O sizin motorunuzun itici gücüdür ve onsuz sıkıcı ve kuru olursunuz.
Olumlu enerjiyi elde edebilmek için onun gücünden yararlanmayı öğrenmelisiniz. Aksi takdirde size
hükmeder ve sizi felç edici bir paniğe iter. Olumsuz heyecanları olumlu güce dönüştürmek için yazar Cristina
Stuart’ ın önerisi:
Varsayın ki bir sonraki bölümde siz konuşacaksınız ve insanların başlamanızı beklediklerini görüyorsunuz.
Kendinizi nasıl hissediyorsunuz? Endişe seviyeniz ne durumda? Orada dururken korkularınız neler? En kötü
korkusuz hangisi? Onu tanımlayabilir misiniz? Orada dururken başınıza gelebilecek en korkunç şey ne olurdu?
Bunu ayrıntılarıyla düşünün; çünkü gerçekleşmek üzere. Düşüncenizi ona kapamayın. Bırakın gerçeklerin ve müthiş
bir korkuyu ve onu kontrol altına alamama çaresizliğini iliklerinize kadar yaşayın. Durum gittikçe kötüleşiyor ve siz
hiçbir şey yapamıyorsunuz. En büyük korkunuz diye düşündüğünüz bu duygularla biraz daha zaman geçiriniz. Bir
süre sonra kendinizi topluluk arenasının dışına atabilmeyi başarıyorsunuz ve kendinizi her yerini tir tir titrer hâlde
buluyorsunuz. Kendi kendinize bir daha asla kimse beni topluluk önünde konuşturamaz diyorsunuz. Kendinizi
aşağılanmış , yerin dibine geçirilmiş, mahcup olmuş hissediyorsunuz. Bu nazik korku hâlinin hayalini inceleyin ve
üzerinde durun; unutmayın ki bu sadece sizin hayaliniz ve ondan istediğiniz zaman kurtulabilirsiniz. Ama onunla
biraz daha bir arada bulunamayız. Bu daha da iyi olacak. Böyle korkunç deneyim karşısında kendinizi nasıl
hissedeceğinizi, neler yapabileceğinizi, neler söyleyebileceğinizi, nasıl yaşayabileceğinizi düşünün. En kötü
korkunuza yoğunlaşın. Mümkün olan en kötü olan korkunuzla yüz yüze gelmek için kendinizi zorlayabiliyorsanız
sinirlerinizi kontrol etmekte bir hayli yol almışsınız demektir.
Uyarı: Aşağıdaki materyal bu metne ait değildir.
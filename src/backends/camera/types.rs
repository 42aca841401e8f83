// SPDX-License-Identifier: GPL-3.0-only
// Shared types for decode engine abstraction

//! Shared types for decode engines

use crate::constants::scan;
use futures::channel::mpsc;
use serde::{Deserialize, Serialize};
use std::sync::Arc;
use std::time::Instant;

/// Identifier of one capture session, unique per engine instance
pub type SessionId = u64;

/// A video input device as listed by the engine
#[derive(Debug, Clone, PartialEq, Eq)]
pub struct CameraDevice {
    /// Opaque identifier handed back to the engine when starting a session
    pub id: String,
    /// Human readable name (may be empty)
    pub label: String,
}

impl CameraDevice {
    pub fn new(id: impl Into<String>, label: impl Into<String>) -> Self {
        Self {
            id: id.into(),
            label: label.into(),
        }
    }

    /// Label for selectors, falling back to "Camera N" (1-based) for unnamed devices
    pub fn display_label(&self, index: usize) -> String {
        if self.label.trim().is_empty() {
            format!("Camera {}", index + 1)
        } else {
            self.label.clone()
        }
    }
}

/// Symbologies the engine is asked to look for
#[derive(Debug, Clone, Copy, PartialEq, Eq, Hash, Serialize, Deserialize)]
#[serde(rename_all = "snake_case")]
pub enum BarcodeFormat {
    QrCode,
    Code128,
    UpcA,
}

impl BarcodeFormat {
    /// Formats requested when the configuration does not say otherwise
    pub const DEFAULT_SET: [BarcodeFormat; 3] = [
        BarcodeFormat::QrCode,
        BarcodeFormat::Code128,
        BarcodeFormat::UpcA,
    ];

    pub fn display_name(&self) -> &'static str {
        match self {
            BarcodeFormat::QrCode => "QR Code",
            BarcodeFormat::Code128 => "Code 128",
            BarcodeFormat::UpcA => "UPC-A",
        }
    }
}

impl std::fmt::Display for BarcodeFormat {
    fn fmt(&self, f: &mut std::fmt::Formatter<'_>) -> std::fmt::Result {
        write!(f, "{}", self.display_name())
    }
}

/// Parameters for one capture/decode session
#[derive(Debug, Clone, PartialEq, Serialize, Deserialize)]
#[serde(default)]
pub struct ScanConfig {
    /// Symbologies to decode
    pub formats: Vec<BarcodeFormat>,
    /// Target frame rate of the decode loop
    pub fps: u32,
    /// Side of the square detection region in frame pixels
    pub detection_box: u32,
    /// Preview aspect ratio
    pub aspect_ratio: f32,
    /// Skip the mirrored decode attempt
    pub disable_flip: bool,
}

impl Default for ScanConfig {
    fn default() -> Self {
        Self {
            formats: BarcodeFormat::DEFAULT_SET.to_vec(),
            fps: scan::DEFAULT_FPS,
            detection_box: scan::DEFAULT_DETECTION_BOX,
            aspect_ratio: scan::DEFAULT_ASPECT_RATIO,
            disable_flip: false,
        }
    }
}

impl ScanConfig {
    /// Clamp values a config file may have set out of range
    pub fn sanitized(mut self) -> Self {
        self.fps = self.fps.clamp(1, scan::MAX_FPS);
        self.detection_box = self.detection_box.max(scan::MIN_DETECTION_BOX);
        if !self.aspect_ratio.is_finite() || self.aspect_ratio <= 0.0 {
            self.aspect_ratio = scan::DEFAULT_ASPECT_RATIO;
        }
        if self.formats.is_empty() {
            self.formats = BarcodeFormat::DEFAULT_SET.to_vec();
        }
        self
    }

    pub fn wants(&self, format: BarcodeFormat) -> bool {
        self.formats.contains(&format)
    }
}

/// Pixel layout of a captured frame
#[derive(Debug, Clone, Copy, PartialEq, Eq, Hash)]
pub enum PixelFormat {
    /// 8-bit luma, one byte per pixel
    Gray8,
    /// 32-bit RGBA, four bytes per pixel
    RGBA,
}

impl PixelFormat {
    pub fn bytes_per_pixel(&self) -> u32 {
        match self {
            PixelFormat::Gray8 => 1,
            PixelFormat::RGBA => 4,
        }
    }
}

/// A single captured frame
#[derive(Debug, Clone)]
pub struct CameraFrame {
    pub width: u32,
    pub height: u32,
    /// Bytes per row, may include padding
    pub stride: u32,
    pub data: Arc<[u8]>,
    pub format: PixelFormat,
    pub captured_at: Instant,
}

impl CameraFrame {
    /// Tightly packed grayscale frame
    pub fn gray(width: u32, height: u32, data: Vec<u8>) -> Self {
        Self {
            width,
            height,
            stride: width,
            data: Arc::from(data),
            format: PixelFormat::Gray8,
            captured_at: Instant::now(),
        }
    }

    /// Luma at (x, y), coordinates clamped to the frame. Out-of-range data reads as black.
    pub fn luma(&self, x: u32, y: u32) -> u8 {
        if self.width == 0 || self.height == 0 {
            return 0;
        }
        let x = x.min(self.width - 1) as usize;
        let y = y.min(self.height - 1) as usize;
        let stride = self.stride as usize;

        match self.format {
            PixelFormat::Gray8 => self.data.get(y * stride + x).copied().unwrap_or(0),
            PixelFormat::RGBA => {
                let idx = y * stride + x * 4;
                match self.data.get(idx..idx + 3) {
                    // BT.601 integer approximation
                    Some(px) => {
                        ((px[0] as u32 * 77 + px[1] as u32 * 150 + px[2] as u32 * 29) >> 8) as u8
                    }
                    None => 0,
                }
            }
        }
    }
}

/// Text decoded from one frame
#[derive(Debug, Clone, PartialEq, Eq)]
pub struct DecodedPayload {
    pub text: String,
    pub format: BarcodeFormat,
}

impl DecodedPayload {
    pub fn qr(text: impl Into<String>) -> Self {
        Self {
            text: text.into(),
            format: BarcodeFormat::QrCode,
        }
    }
}

/// Events a session reports to its owner
#[derive(Debug, Clone, PartialEq)]
pub enum SessionEvent {
    /// The device stream was acquired; the decode loop is running
    Started,
    /// Acquisition failed; the session is over
    Failed(BackendError),
    /// A frame decoded successfully
    Decoded(DecodedPayload),
}

pub type EventSender = mpsc::Sender<SessionEvent>;
pub type EventReceiver = mpsc::Receiver<SessionEvent>;
pub type FrameSender = mpsc::Sender<Arc<CameraFrame>>;
pub type FrameReceiver = mpsc::Receiver<Arc<CameraFrame>>;

/// Bounded event channel for one session
pub fn session_channel() -> (EventSender, EventReceiver) {
    mpsc::channel(scan::EVENT_CHANNEL_CAPACITY)
}

/// Bounded preview channel for one session
pub fn preview_channel() -> (FrameSender, FrameReceiver) {
    mpsc::channel(scan::PREVIEW_CHANNEL_CAPACITY)
}

/// Owner of one running session.
///
/// Dropping the handle closes the event channel; anything the engine still
/// sends afterwards is discarded.
#[derive(Debug)]
pub struct SessionHandle {
    pub id: SessionId,
    pub device_id: String,
    pub events: EventReceiver,
    pub preview: Option<FrameReceiver>,
}

impl SessionHandle {
    /// Next pending event, if any (non-blocking)
    pub fn try_next_event(&mut self) -> Option<SessionEvent> {
        self.events.try_recv().ok()
    }

    /// Drain the preview channel and keep only the newest frame
    pub fn latest_frame(&mut self) -> Option<Arc<CameraFrame>> {
        let preview = self.preview.as_mut()?;
        let mut latest = None;
        while let Ok(frame) = preview.try_recv() {
            latest = Some(frame);
        }
        latest
    }
}

/// Engine-level errors
#[derive(Debug, Clone, PartialEq, Eq)]
pub enum BackendError {
    /// Access to the device was refused
    PermissionDenied(String),
    /// The requested device does not exist
    DeviceNotFound(String),
    /// The device lacks the requested capability
    Unsupported(String),
    /// The capture pipeline could not be created or started
    InitializationFailed(String),
    /// The session is not running
    NotActive,
    /// Anything else
    Other(String),
}

impl BackendError {
    /// Classify a free-form failure message from the capture stack
    pub fn classify(message: impl Into<String>) -> Self {
        let message = message.into();
        let lower = message.to_lowercase();

        if lower.contains("permission")
            || lower.contains("not allowed")
            || lower.contains("not authorized")
            || lower.contains("eacces")
            || lower.contains("access denied")
        {
            BackendError::PermissionDenied(message)
        } else if lower.contains("not found")
            || lower.contains("no such")
            || lower.contains("enoent")
            || lower.contains("no target")
        {
            BackendError::DeviceNotFound(message)
        } else {
            BackendError::InitializationFailed(message)
        }
    }
}

impl std::fmt::Display for BackendError {
    fn fmt(&self, f: &mut std::fmt::Formatter<'_>) -> std::fmt::Result {
        match self {
            BackendError::PermissionDenied(msg) => write!(f, "Permission denied: {}", msg),
            BackendError::DeviceNotFound(msg) => write!(f, "Device not found: {}", msg),
            BackendError::Unsupported(msg) => write!(f, "Not supported: {}", msg),
            BackendError::InitializationFailed(msg) => write!(f, "Initialization failed: {}", msg),
            BackendError::NotActive => write!(f, "No active camera session"),
            BackendError::Other(msg) => write!(f, "{}", msg),
        }
    }
}

impl std::error::Error for BackendError {}

/// Result type for engine operations
pub type BackendResult<T> = Result<T, BackendError>;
Korkuyu ve heyecanı yenmenin bir yolu da konuşmacının kendine güven duymasıdır. Konuşmacının güven
duygusuna sahip olması için konuşmasını iyi yapılandırmış olması , konu ile ilgili bir hazırlık yapmış , görsel
araçlarını konuşma taslağını veya bilgi kartlarının iyi hazırlanmış olması gerekir.